◆ **Data entries**:

********************

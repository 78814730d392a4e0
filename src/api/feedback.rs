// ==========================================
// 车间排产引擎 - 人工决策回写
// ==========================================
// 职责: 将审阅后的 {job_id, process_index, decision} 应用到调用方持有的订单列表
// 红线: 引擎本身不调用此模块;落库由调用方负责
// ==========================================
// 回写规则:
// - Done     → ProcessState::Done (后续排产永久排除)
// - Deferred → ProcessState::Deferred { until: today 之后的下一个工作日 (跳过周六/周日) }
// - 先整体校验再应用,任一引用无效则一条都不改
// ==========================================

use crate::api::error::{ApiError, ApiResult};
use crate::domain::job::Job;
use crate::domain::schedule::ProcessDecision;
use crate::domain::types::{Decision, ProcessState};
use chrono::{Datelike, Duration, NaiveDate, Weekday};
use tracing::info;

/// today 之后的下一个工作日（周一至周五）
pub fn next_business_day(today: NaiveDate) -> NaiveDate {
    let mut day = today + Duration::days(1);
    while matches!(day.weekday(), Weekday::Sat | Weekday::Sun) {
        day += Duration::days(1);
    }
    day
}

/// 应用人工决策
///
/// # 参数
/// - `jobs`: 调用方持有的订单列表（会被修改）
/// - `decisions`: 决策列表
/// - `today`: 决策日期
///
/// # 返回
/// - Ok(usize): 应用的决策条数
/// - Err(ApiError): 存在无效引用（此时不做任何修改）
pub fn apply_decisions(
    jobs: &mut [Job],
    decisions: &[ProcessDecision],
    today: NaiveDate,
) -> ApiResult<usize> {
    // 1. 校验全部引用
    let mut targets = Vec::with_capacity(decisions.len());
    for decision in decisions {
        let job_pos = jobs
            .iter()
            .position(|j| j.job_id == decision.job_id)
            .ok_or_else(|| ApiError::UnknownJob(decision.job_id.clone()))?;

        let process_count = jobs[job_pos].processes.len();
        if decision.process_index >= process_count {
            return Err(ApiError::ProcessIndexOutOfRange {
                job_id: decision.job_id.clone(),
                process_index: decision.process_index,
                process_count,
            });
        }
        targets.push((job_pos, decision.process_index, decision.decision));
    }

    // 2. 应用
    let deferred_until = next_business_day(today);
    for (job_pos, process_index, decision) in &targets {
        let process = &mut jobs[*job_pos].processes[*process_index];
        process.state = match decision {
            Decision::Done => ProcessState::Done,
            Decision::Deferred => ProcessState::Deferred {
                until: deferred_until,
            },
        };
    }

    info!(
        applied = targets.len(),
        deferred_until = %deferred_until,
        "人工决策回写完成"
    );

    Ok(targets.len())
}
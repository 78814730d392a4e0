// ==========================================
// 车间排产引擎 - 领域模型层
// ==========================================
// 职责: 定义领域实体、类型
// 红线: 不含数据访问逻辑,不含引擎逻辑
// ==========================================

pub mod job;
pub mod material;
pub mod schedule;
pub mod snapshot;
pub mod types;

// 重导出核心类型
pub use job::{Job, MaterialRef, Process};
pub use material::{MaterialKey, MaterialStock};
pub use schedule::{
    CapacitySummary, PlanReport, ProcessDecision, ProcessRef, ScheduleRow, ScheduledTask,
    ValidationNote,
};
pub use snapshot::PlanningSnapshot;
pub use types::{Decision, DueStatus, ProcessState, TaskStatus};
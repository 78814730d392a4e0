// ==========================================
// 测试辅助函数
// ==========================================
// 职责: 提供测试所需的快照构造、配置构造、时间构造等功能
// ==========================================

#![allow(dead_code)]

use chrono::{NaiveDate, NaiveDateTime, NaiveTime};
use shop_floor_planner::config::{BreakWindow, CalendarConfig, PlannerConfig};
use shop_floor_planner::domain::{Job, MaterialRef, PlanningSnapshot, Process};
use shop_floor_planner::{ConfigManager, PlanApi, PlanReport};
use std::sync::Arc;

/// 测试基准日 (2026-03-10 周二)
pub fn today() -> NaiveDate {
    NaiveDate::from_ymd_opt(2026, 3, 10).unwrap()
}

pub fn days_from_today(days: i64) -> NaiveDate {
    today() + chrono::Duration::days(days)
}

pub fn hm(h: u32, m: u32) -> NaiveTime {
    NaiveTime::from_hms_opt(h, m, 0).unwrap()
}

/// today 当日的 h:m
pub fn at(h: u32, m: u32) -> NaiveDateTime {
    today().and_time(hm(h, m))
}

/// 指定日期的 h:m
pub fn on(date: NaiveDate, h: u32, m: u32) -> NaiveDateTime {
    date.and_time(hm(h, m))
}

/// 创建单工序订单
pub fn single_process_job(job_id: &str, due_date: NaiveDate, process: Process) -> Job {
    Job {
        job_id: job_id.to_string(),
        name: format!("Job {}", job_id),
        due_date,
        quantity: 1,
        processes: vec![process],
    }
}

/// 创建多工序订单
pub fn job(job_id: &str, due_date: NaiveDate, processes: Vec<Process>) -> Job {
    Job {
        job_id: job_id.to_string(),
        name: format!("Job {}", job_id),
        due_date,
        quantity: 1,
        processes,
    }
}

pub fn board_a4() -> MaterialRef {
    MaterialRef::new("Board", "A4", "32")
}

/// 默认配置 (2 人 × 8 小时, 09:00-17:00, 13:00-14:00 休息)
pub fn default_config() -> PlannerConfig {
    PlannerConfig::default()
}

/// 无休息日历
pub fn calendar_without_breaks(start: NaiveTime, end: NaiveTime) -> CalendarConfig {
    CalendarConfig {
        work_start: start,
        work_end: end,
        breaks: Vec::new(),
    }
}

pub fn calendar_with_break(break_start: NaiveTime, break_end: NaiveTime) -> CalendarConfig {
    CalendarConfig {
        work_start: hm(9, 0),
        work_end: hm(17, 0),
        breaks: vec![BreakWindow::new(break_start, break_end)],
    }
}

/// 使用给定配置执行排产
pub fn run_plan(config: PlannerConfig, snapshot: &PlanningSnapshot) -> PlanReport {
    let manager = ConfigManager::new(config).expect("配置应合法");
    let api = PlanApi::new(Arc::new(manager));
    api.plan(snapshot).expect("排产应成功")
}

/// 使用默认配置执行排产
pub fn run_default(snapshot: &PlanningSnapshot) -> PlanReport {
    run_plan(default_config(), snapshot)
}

********************

◆ **Required work**: Count the lines of the data that contain the string "PlannerConfig", and reply with that number alone.

◆ **Written solution**: 4